Your choice of boundary data implies that, were $u$ to be in $C^1([0,1]\times[0,1])$ (meaning that the derivative extends continuously to the boundary), you must have $\nabla u(0,0) = 0$, since the two partials both vanish. This is clearly incompatible with the equation which would require $\partial_x u + \partial_y u = 1$ there.

Philosophically then the singularity is expected to persist in the interior (unlike in the case of elliptic equations) due to the lack of smoothing.

Another way to think about this is that for the advection equation you wrote down, the Cauchy problem w.r.t. initial data prescribed on the $x$-axis is well-posed, as is the one with respect to the $y$-axis. So when you propose the Cauchy problem w.r.t. the boundary you give, at the origin your system is over-determined due to it solving two separately well-posed IVPs at the same time. So to get solvability (in $C^1$ class) of your equation you need extra compatibility conditions at the origin.

Note that non-smoothness of your boundary is not going to always cause problems.
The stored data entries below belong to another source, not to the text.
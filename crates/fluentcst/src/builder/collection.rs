use crate::ast::{DictElement, Expr};
use crate::builder::FluentExpr;
use crate::value::Value;

/// Ordered dict literal. Keys always render as string literals and repeated
/// keys stay as separate entries.
#[derive(Debug, Clone, Default, PartialEq, Eq)]
pub struct Dict {
    elements: Vec<(String, Expr)>,
}

impl Dict {
    pub fn new() -> Self {
        Self::default()
    }

    pub fn from_mapping<K, V>(mapping: impl IntoIterator<Item = (K, V)>) -> Self
    where
        K: Into<String>,
        V: Into<Value>,
    {
        mapping
            .into_iter()
            .fold(Self::new(), |dict, (key, value)| dict.element(key, value))
    }

    pub fn element(mut self, key: impl Into<String>, value: impl Into<Value>) -> Self {
        self.elements.push((key.into(), value.into().resolve()));
        self
    }

    pub fn len(&self) -> usize {
        self.elements.len()
    }

    pub fn is_empty(&self) -> bool {
        self.elements.is_empty()
    }
}

impl FluentExpr for Dict {
    fn to_expr(&self) -> Expr {
        Expr::dict(
            self.elements
                .iter()
                .map(|(key, value)| DictElement {
                    key: Expr::string(key.as_str()),
                    value: value.clone(),
                })
                .collect(),
        )
    }
}

/// Ordered list literal, elements may mix kinds.
#[derive(Debug, Clone, Default, PartialEq, Eq)]
pub struct List {
    elements: Vec<Expr>,
}

impl List {
    pub fn new() -> Self {
        Self::default()
    }

    pub fn from_values<V: Into<Value>>(values: impl IntoIterator<Item = V>) -> Self {
        values
            .into_iter()
            .fold(Self::new(), |list, value| list.element(value))
    }

    pub fn element(mut self, value: impl Into<Value>) -> Self {
        self.elements.push(value.into().resolve());
        self
    }
}

impl FluentExpr for List {
    fn to_expr(&self) -> Expr {
        Expr::list(self.elements.clone())
    }
}
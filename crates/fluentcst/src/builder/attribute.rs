//! Dotted paths such as `data.items[0].name` become nested attribute and
//! subscript expressions.

use tracing::trace;

use crate::ast::Expr;
use crate::builder::{Dict, FluentExpr};
use crate::error::{Error, Result};
use crate::value::{resolve, Value};

/// One segment of a dotted path: a name and the subscripts that follow it.
#[derive(Debug, Clone, PartialEq, Eq)]
pub struct PathSegment {
    pub name: String,
    pub indices: Vec<String>,
}

impl PathSegment {
    fn apply_indices(&self, mut expr: Expr) -> Expr {
        for index in &self.indices {
            expr = Expr::subscript(expr, resolve_index(index));
        }
        expr
    }
}

/// Split `path` on top-level dots. Dots and quotes inside brackets do not split.
pub fn tokenize_path(path: &str) -> Result<Vec<PathSegment>> {
    let mut raw = Vec::new();
    let mut depth = 0usize;
    let mut quote: Option<char> = None;
    let mut start = 0;

    for (i, ch) in path.char_indices() {
        match (quote, ch) {
            (Some(q), c) if c == q => quote = None,
            (Some(_), _) => {}
            (None, '"' | '\'') if depth > 0 => quote = Some(ch),
            (None, '[') => depth += 1,
            (None, ']') => {
                if depth == 0 {
                    return Err(Error::invalid_path(path, "unbalanced `]`", i, 1));
                }
                depth -= 1;
            }
            (None, '.') if depth == 0 => {
                raw.push((start, &path[start..i]));
                start = i + 1;
            }
            _ => {}
        }
    }
    if depth > 0 || quote.is_some() {
        return Err(Error::invalid_path(
            path,
            "unclosed subscript",
            start,
            path.len() - start,
        ));
    }
    raw.push((start, &path[start..]));

    let segments = raw
        .into_iter()
        .map(|(offset, text)| parse_segment(path, text, offset))
        .collect::<Result<Vec<_>>>()?;
    trace!(path, segments = segments.len(), "tokenized path");
    Ok(segments)
}

fn parse_segment(path: &str, text: &str, offset: usize) -> Result<PathSegment> {
    let (name, mut rest) = match text.find('[') {
        Some(i) => (&text[..i], &text[i..]),
        None => (text, ""),
    };
    if name.is_empty() {
        return Err(Error::invalid_path(path, "empty segment", offset, text.len()));
    }

    let mut indices = Vec::new();
    while !rest.is_empty() {
        let inner_offset = offset + text.len() - rest.len();
        let Some(inner) = rest.strip_prefix('[') else {
            return Err(Error::invalid_path(
                path,
                "unexpected text after subscript",
                inner_offset,
                rest.len(),
            ));
        };
        let close = closing_bracket(inner).ok_or_else(|| {
            Error::invalid_path(path, "unclosed subscript", inner_offset, rest.len())
        })?;
        let index = inner[..close].trim();
        if index.is_empty() {
            return Err(Error::invalid_path(path, "empty subscript", inner_offset, close + 2));
        }
        if is_integer_text(index) && index.parse::<i64>().is_err() {
            return Err(Error::invalid_path(
                path,
                "integer subscript out of range",
                inner_offset,
                close + 2,
            ));
        }
        indices.push(index.to_string());
        rest = &inner[close + 1..];
    }

    Ok(PathSegment {
        name: name.to_string(),
        indices,
    })
}

fn closing_bracket(text: &str) -> Option<usize> {
    let mut depth = 0usize;
    let mut quote: Option<char> = None;
    for (i, ch) in text.char_indices() {
        match (quote, ch) {
            (Some(q), c) if c == q => quote = None,
            (Some(_), _) => {}
            (None, '"' | '\'') => quote = Some(ch),
            (None, '[') => depth += 1,
            (None, ']') if depth == 0 => return Some(i),
            (None, ']') => depth -= 1,
            _ => {}
        }
    }
    None
}

/// An optional `-` followed by ASCII digits.
fn is_integer_text(text: &str) -> bool {
    let digits = text.strip_prefix('-').unwrap_or(text);
    !digits.is_empty() && digits.bytes().all(|b| b.is_ascii_digit())
}

/// Numeric index text is an integer literal, quoted text loses its quotes,
/// everything else goes through the value resolver as a string.
fn resolve_index(text: &str) -> Expr {
    if is_integer_text(text) {
        if let Ok(i) = text.parse::<i64>() {
            return Expr::int(i);
        }
    }
    let unquoted = match text.as_bytes() {
        [first @ (b'"' | b'\''), .., last] if first == last => &text[1..text.len() - 1],
        _ => text,
    };
    resolve(Value::from(unquoted))
}

/// Fold the segments outward from the first one, each later segment wrapping
/// the accumulated expression as its value.
fn build_path(segments: &[PathSegment]) -> Option<Expr> {
    let (head, rest) = segments.split_first()?;
    let init = head.apply_indices(Expr::name(head.name.as_str()));
    Some(rest.iter().fold(init, |acc, segment| {
        segment.apply_indices(Expr::attribute(acc, segment.name.as_str()))
    }))
}

/// A bare name stays a name, a dotted path becomes an attribute chain.
pub(crate) fn name_or_attribute(path: &str) -> Result<Expr> {
    let segments = tokenize_path(path)?;
    build_path(&segments).ok_or_else(|| Error::invalid_path(path, "empty path", 0, 0))
}

/// Dotted module path for `from ... import`, subscripts are not allowed.
pub(crate) fn module_path(path: &str) -> Result<Expr> {
    let segments = tokenize_path(path)?;
    if segments.iter().any(|segment| !segment.indices.is_empty()) {
        return Err(Error::invalid_path(
            path,
            "module paths cannot be subscripted",
            0,
            path.len(),
        ));
    }
    build_path(&segments).ok_or_else(|| Error::invalid_path(path, "empty path", 0, 0))
}

/// ```
/// use fluentcst::{Attribute, FluentNode};
///
/// let code = Attribute::new("data.model.field")?.to_code()?;
/// assert_eq!(code, "data.model.field");
/// # Ok::<(), fluentcst::Error>(())
/// ```
#[derive(Debug, Clone, PartialEq, Eq)]
pub struct Attribute {
    path: String,
    expr: Expr,
}

impl Attribute {
    pub fn new(path: impl Into<String>) -> Result<Self> {
        let path = path.into();
        let segments = tokenize_path(&path)?;
        if segments.len() < 2 {
            return Err(Error::invalid_path(
                path.as_str(),
                "attribute path must contain at least one dot",
                0,
                path.len(),
            ));
        }
        let expr = build_path(&segments)
            .ok_or_else(|| Error::invalid_path(path.as_str(), "empty path", 0, 0))?;
        Ok(Self { path, expr })
    }

    pub fn path(&self) -> &str {
        &self.path
    }

    /// `path | {mapping}`, the merge-with-defaults pattern.
    pub fn bitor<K, V>(mut self, mapping: impl IntoIterator<Item = (K, V)>) -> Self
    where
        K: Into<String>,
        V: Into<Value>,
    {
        let defaults = Dict::from_mapping(mapping);
        self.expr = Expr::bin_or(self.expr, defaults.to_expr());
        self
    }
}

impl FluentExpr for Attribute {
    fn to_expr(&self) -> Expr {
        self.expr.clone()
    }
}
use crate::ast::{Expr, Ident};
use crate::builder::FluentExpr;

/// Plain string literal, rendered between the configured quote delimiters.
#[derive(Debug, Clone, PartialEq, Eq)]
pub struct SimpleString {
    value: String,
}

impl SimpleString {
    pub fn new(value: impl Into<String>) -> Self {
        Self {
            value: value.into(),
        }
    }
}

impl FluentExpr for SimpleString {
    fn to_expr(&self) -> Expr {
        Expr::string(self.value.as_str())
    }
}

#[derive(Debug, Clone, Copy, PartialEq, Eq)]
pub struct Integer(pub i64);

impl FluentExpr for Integer {
    fn to_expr(&self) -> Expr {
        Expr::int(self.0)
    }
}

#[derive(Debug, Clone, Copy, PartialEq, Eq)]
pub struct Boolean(pub bool);

impl FluentExpr for Boolean {
    fn to_expr(&self) -> Expr {
        Expr::bool(self.0)
    }
}

/// A bare identifier such as `int` or `obj`.
#[derive(Debug, Clone, PartialEq, Eq)]
pub struct Name {
    ident: Ident,
}

impl Name {
    pub fn new(name: impl Into<Ident>) -> Self {
        Self { ident: name.into() }
    }
}

impl FluentExpr for Name {
    fn to_expr(&self) -> Expr {
        Expr::Name(self.ident.clone())
    }
}

/// Carries an already built tree fragment through the builders untouched.
#[derive(Debug, Clone, PartialEq, Eq)]
pub struct RawNode {
    expr: Expr,
}

impl RawNode {
    pub fn new(expr: Expr) -> Self {
        Self { expr }
    }
}

impl FluentExpr for RawNode {
    fn to_expr(&self) -> Expr {
        self.expr.clone()
    }
}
For example, had you decided to prescribe the boundary data that vanishes on $\{0\}\times[0,1]$ and equals $x$ on $[0,1]\times\{0\}$, then you will have a $C^1$ (in fact $C^\infty$) solution) to your problem. More generally, you have, for your particular system:

Consider the equation $\partial_x u + \partial_y u = 1$ with initial data prescribed on $\Sigma = \{0\}\times [0,\infty) \cup [0,\infty) \times\{0\}$. Suppose $f:\mathbb{R}^2\to\mathbb{R}$ is a $C^1$ function such that $$ \partial_x f + \partial_y f |_{\Sigma} = 1 $$ Then there exists a unique $C^1$ solution $u$ such that $u = f|_{\Sigma}$.

This is part of a general principle about well-posed hyperbolic PDEs. Hyperbolicity really has two components: the first is a Cauchy-Kovalevskaya-esque step that states that the "initial data" is compatible with the existence of a formal solution (think of this as a Taylor polynomial), the second step is "energy estimates" that show that this formal solution can be extended to an actual solution. [The first step is also okay usually for elliptic PDEs; for them the second step usually fails for the lack of energy estimates.] In your set-up the problem is that the first step already fails.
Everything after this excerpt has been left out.